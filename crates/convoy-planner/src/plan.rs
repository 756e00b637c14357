//! Instance and network plans, the output of a reconciliation pass.

use serde::Serialize;

use convoy_core::{AddressKind, AzName, DesiredInstance, ExistingInstance, InstanceUuid};
use convoy_ipam::NetworkReservation;
use convoy_rollout::RolloutUnit;

/// The repository's view of an instance a plan acts on.
#[derive(Debug, Clone, PartialEq, Eq, Serialize)]
pub struct InstanceHandle {
    pub uuid: InstanceUuid,
    pub job: String,
    pub index: u32,
    pub az: Option<AzName>,
    pub bootstrap: bool,
}

impl InstanceHandle {
    /// Handle of an instance that is only going to be deleted.
    pub fn from_existing(existing: &ExistingInstance) -> Self {
        Self {
            uuid: existing.uuid.clone(),
            job: existing.job_name.clone(),
            index: existing.index,
            az: existing.az.clone(),
            bootstrap: existing.bootstrap,
        }
    }
}

/// One reservation of an instance and whether apply must release it.
#[derive(Debug, Clone, PartialEq, Eq, Serialize)]
pub struct NetworkPlan {
    pub reservation: NetworkReservation,
    pub obsolete: bool,
}

impl NetworkPlan {
    pub fn keep(reservation: NetworkReservation) -> Self {
        Self {
            reservation,
            obsolete: false,
        }
    }

    pub fn release(reservation: NetworkReservation) -> Self {
        Self {
            reservation,
            obsolete: true,
        }
    }
}

/// What happens to one instance.
///
/// No `existing` means the instance is created; no `desired` means it is
/// deleted; both means it is kept and updated in place.
#[derive(Debug, Clone, PartialEq, Serialize)]
pub struct InstancePlan {
    pub existing: Option<ExistingInstance>,
    pub desired: Option<DesiredInstance>,
    pub instance: InstanceHandle,
    pub network_plans: Vec<NetworkPlan>,
    pub obsolete: bool,
}

impl InstancePlan {
    pub fn is_new(&self) -> bool {
        self.existing.is_none()
    }

    pub fn is_obsolete(&self) -> bool {
        self.obsolete
    }

    pub fn is_bootstrap(&self) -> bool {
        self.desired.as_ref().is_some_and(|d| d.bootstrap)
    }

    pub fn index(&self) -> u32 {
        self.instance.index
    }

    /// Reservations apply keeps or creates.
    pub fn desired_reservations(&self) -> impl Iterator<Item = &NetworkReservation> {
        self.network_plans
            .iter()
            .filter(|p| !p.obsolete)
            .map(|p| &p.reservation)
    }

    /// Reservations apply releases.
    pub fn obsolete_reservations(&self) -> impl Iterator<Item = &NetworkReservation> {
        self.network_plans
            .iter()
            .filter(|p| p.obsolete)
            .map(|p| &p.reservation)
    }

    /// The instance record this plan leaves behind once applied.
    ///
    /// Reservations without an address (dynamic networks before the agent
    /// reports one) are not recorded.
    pub fn to_record(&self) -> ExistingInstance {
        let mut record = ExistingInstance::new(
            &self.instance.job,
            self.instance.index,
            &self.instance.uuid,
            self.instance.az.as_deref(),
        )
        .with_bootstrap(self.instance.bootstrap);
        for reservation in self.desired_reservations() {
            let Some(ip) = reservation.ip else {
                continue;
            };
            let kind = if reservation.is_static() {
                AddressKind::Static
            } else {
                AddressKind::Dynamic
            };
            record = record.with_ip(&reservation.network, ip, kind);
        }
        record
    }

    /// Flag or clear bootstrap on the plan and its handle.
    pub fn with_bootstrap(self, bootstrap: bool) -> Self {
        Self {
            desired: self.desired.map(|d| d.with_bootstrap(bootstrap)),
            instance: InstanceHandle {
                bootstrap,
                ..self.instance
            },
            ..self
        }
    }
}

impl RolloutUnit for InstancePlan {
    fn job_name(&self) -> &str {
        &self.instance.job
    }

    fn uuid(&self) -> &str {
        &self.instance.uuid
    }

    fn az(&self) -> Option<&str> {
        self.instance.az.as_deref()
    }

    fn is_bootstrap(&self) -> bool {
        InstancePlan::is_bootstrap(self)
    }

    fn is_obsolete(&self) -> bool {
        self.obsolete
    }
}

--- --- ---

Assignment |
Set down the complete listing once more, exactly as it appears.

Result of this exercise |
filename crates/convoy-planner/src/plan.rs
repository 756e00b637c14357
//! Instance and network plans, the output of a reconciliation pass.

use serde::Serialize;

use convoy_core::{AddressKind, AzName, DesiredInstance, ExistingInstance, InstanceUuid};
use convoy_ipam::NetworkReservation;
use convoy_rollout::RolloutUnit;

/// The repository's view of an instance a plan acts on.
#[derive(Debug, Clone, PartialEq, Eq, Serialize)]
pub struct InstanceHandle {
    pub uuid: InstanceUuid,
    pub job: String,
    pub index: u32,
    pub az: Option<AzName>,
    pub bootstrap: bool,
}

impl InstanceHandle {
    /// Handle of an instance that is only going to be deleted.
    pub fn from_existing(existing: &ExistingInstance) -> Self {
        Self {
            uuid: existing.uuid.clone(),
            job: existing.job_name.clone(),
            index: existing.index,
            az: existing.az.clone(),
            bootstrap: existing.bootstrap,
        }
    }
}

/// One reservation of an instance and whether apply must release it.
#[derive(Debug, Clone, PartialEq, Eq, Serialize)]
pub struct NetworkPlan {
    pub reservation: NetworkReservation,
    pub obsolete: bool,
}

impl NetworkPlan {
    pub fn keep(reservation: NetworkReservation) -> Self {
        Self {
            reservation,
            obsolete: false,
        }
    }

    pub fn release(reservation: NetworkReservation) -> Self {
        Self {
            reservation,
            obsolete: true,
        }
    }
}

/// What happens to one instance.
///
/// No `existing` means the instance is created; no `desired` means it is
/// deleted; both means it is kept and updated in place.
#[derive(Debug, Clone, PartialEq, Serialize)]
pub struct InstancePlan {
    pub existing: Option<ExistingInstance>,
    pub desired: Option<DesiredInstance>,
    pub instance: InstanceHandle,
    pub network_plans: Vec<NetworkPlan>,
    pub obsolete: bool,
}

impl InstancePlan {
    pub fn is_new(&self) -> bool {
        self.existing.is_none()
    }

    pub fn is_obsolete(&self) -> bool {
        self.obsolete
    }

    pub fn is_bootstrap(&self) -> bool {
        self.desired.as_ref().is_some_and(|d| d.bootstrap)
    }

    pub fn index(&self) -> u32 {
        self.instance.index
    }

    /// Reservations apply keeps or creates.
    pub fn desired_reservations(&self) -> impl Iterator<Item = &NetworkReservation> {
        self.network_plans
            .iter()
            .filter(|p| !p.obsolete)
            .map(|p| &p.reservation)
    }

    /// Reservations apply releases.
    pub fn obsolete_reservations(&self) -> impl Iterator<Item = &NetworkReservation> {
        self.network_plans
            .iter()
            .filter(|p| p.obsolete)
            .map(|p| &p.reservation)
    }

    /// The instance record this plan leaves behind once applied.
    ///
    /// Reservations without an address (dynamic networks before the agent
    /// reports one) are not recorded.
    pub fn to_record(&self) -> ExistingInstance {
        let mut record = ExistingInstance::new(
            &self.instance.job,
            self.instance.index,
            &self.instance.uuid,
            self.instance.az.as_deref(),
        )
        .with_bootstrap(self.instance.bootstrap);
        for reservation in self.desired_reservations() {
            let Some(ip) = reservation.ip else {
                continue;
            };
            let kind = if reservation.is_static() {
                AddressKind::Static
            } else {
                AddressKind::Dynamic
            };
            record = record.with_ip(&reservation.network, ip, kind);
        }
        record
    }

    /// Flag or clear bootstrap on the plan and its handle.
    pub fn with_bootstrap(self, bootstrap: bool) -> Self {
        Self {
            desired: self.desired.map(|d| d.with_bootstrap(bootstrap)),
            instance: InstanceHandle {
                bootstrap,
                ..self.instance
            },
            ..self
        }
    }
}

impl RolloutUnit for InstancePlan {
    fn job_name(&self) -> &str {
        &self.instance.job
    }

    fn uuid(&self) -> &str {
        &self.instance.uuid
    }

    fn az(&self) -> Option<&str> {
        self.instance.az.as_deref()
    }

    fn is_bootstrap(&self) -> bool {
        InstancePlan::is_bootstrap(self)
    }

    fn is_obsolete(&self) -> bool {
        self.obsolete
    }
}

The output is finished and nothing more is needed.